Leading Online Resource For Foreclosure Pro Se Litigants

Pro se legal representation refers to the instance of a person representing himself or herself without a lawyer in a court proceeding, whether as a defendant or a plaintiff and whether the matter is civil or criminal. Pro se is a Latin phrase meaning "for oneself". This status is sometimes known as propria persona (abbreviated to "pro per").

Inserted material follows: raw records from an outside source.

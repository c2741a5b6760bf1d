use lambda_runtime::Error;
use user_view::{run_view, WINS_VIEW};

#[tokio::main]
async fn main() -> Result<(), Error> {
    common::init_tracing();
    run_view(&WINS_VIEW).await
}
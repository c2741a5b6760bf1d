use common::aws::{dynamodb_client, load_sdk_config};
use common::{DynamoStore, S3Objects};
use lambda_runtime::{run, service_fn, Error};
use signal_state::{function_handler, Config};
use tracing::error;

#[tokio::main]
async fn main() -> Result<(), Error> {
    common::init_tracing();

    let config = Config::from_env().map_err(|e| {
        error!("startup failed: {}", e);
        e
    })?;
    let sdk_config = load_sdk_config().await;
    let objects = S3Objects::new(aws_sdk_s3::Client::new(&sdk_config));
    let store = DynamoStore::new(dynamodb_client(&sdk_config), config.table_name);

    run(service_fn(|event| function_handler(&objects, &store, event))).await
}
use common::aws::{dynamodb_client, load_sdk_config};
use common::DynamoStore;
use lambda_http::{run, service_fn, Error, Request};
use tracing::error;
use users_api::{function_handler, Config};

#[tokio::main]
async fn main() -> Result<(), Error> {
    common::init_tracing();

    let config = Config::from_env().map_err(|e| {
        error!("startup failed: {}", e);
        e
    })?;
    let sdk_config = load_sdk_config().await;
    let store = DynamoStore::new(dynamodb_client(&sdk_config), config.table_name);

    run(service_fn(|event: Request| function_handler(&store, event))).await
}
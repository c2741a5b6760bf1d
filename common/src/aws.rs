use aws_config::meta::region::RegionProviderChain;
use aws_config::{BehaviorVersion, SdkConfig};
use aws_sdk_dynamodb as ddb;
use std::env;

const DYNAMODB_ENDPOINT: &str = "DYNAMODB_ENDPOINT";

/// Loads the shared SDK configuration once per process.
pub async fn load_sdk_config() -> SdkConfig {
    let region_provider = RegionProviderChain::default_provider().or_else("us-east-1");
    aws_config::defaults(BehaviorVersion::latest())
        .region(region_provider)
        .load()
        .await
}

/// Builds a DynamoDB client, pointing it at `DYNAMODB_ENDPOINT` when set (local testing).
pub fn dynamodb_client(config: &SdkConfig) -> ddb::Client {
    let ddb_config = match env::var(DYNAMODB_ENDPOINT) {
        Ok(endpoint) => ddb::config::Builder::from(config).endpoint_url(endpoint).build(),
        _ => ddb::config::Builder::from(config).build()
    };
    ddb::Client::from_conf(ddb_config)
}
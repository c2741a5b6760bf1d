use crate::error::{Result, ViewError};
use async_trait::async_trait;
use aws_sdk_s3 as s3;
use aws_sdk_s3::error::DisplayErrorContext;

/// Read side of an object store: whole-object fetch by bucket and key.
#[async_trait]
pub trait ObjectSource: Send + Sync {
    async fn fetch(&self, bucket: &str, key: &str) -> Result<Vec<u8>>;
}

pub struct S3Objects {
    client: s3::Client,
}

impl S3Objects {
    pub fn new(client: s3::Client) -> Self {
        Self { client }
    }
}

#[async_trait]
impl ObjectSource for S3Objects {
    async fn fetch(&self, bucket: &str, key: &str) -> Result<Vec<u8>> {
        let output = self.client.get_object()
            .bucket(bucket)
            .key(key)
            .send()
            .await
            .map_err(|e| ViewError::Upstream(format!("get_object {}/{}: {}", bucket, key, DisplayErrorContext(&e))))?;
        let bytes = output.body
            .collect()
            .await
            .map_err(|e| ViewError::Upstream(format!("reading {}/{}: {}", bucket, key, e)))?;
        Ok(bytes.into_bytes().to_vec())
    }
}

Florida is a judicial state when it comes to foreclosure. That means your lender has to sue you in court in order to foreclose on your property. In a non-judicial state such as Georgia, the mortgage document contains a "power of sale clause". The clause gives the lender pre-authorization to sell your property without a court order.  If you've just been served a foreclosure summon, do not panic. Your worst mistake would be to ignore it. If you do not respond to the complaint, you've given an easy victory to the mortgage company. Usually you have 20 to 30 days to respond; if you do not respond, a default judgment will be entered against you, and eventually you will lose your house. You must file an answer within that timeframe. Most people are intimidated by the judicial system. If you can overcome your initial fear, you will be immensely rewarded regardless of whether you win or lose. You must be prepared to leave behind the idea that a) the law is about justice b) that all attorneys are honest and follow the law c) that judges must take the side of justice. U.S judicial system is based on an adversarial contest between the plaintiff and the defendant. The judge has to be impartial to both parties. If the plaintiff cheats and lies in court, don’t expect the judge to raise the matter. It is the responsibility of the defendant to raise the issue. For that reason, you must be vigilant at all time and never trust the authenticity of anything the plaintiff attorney presents. Your weapon is the law.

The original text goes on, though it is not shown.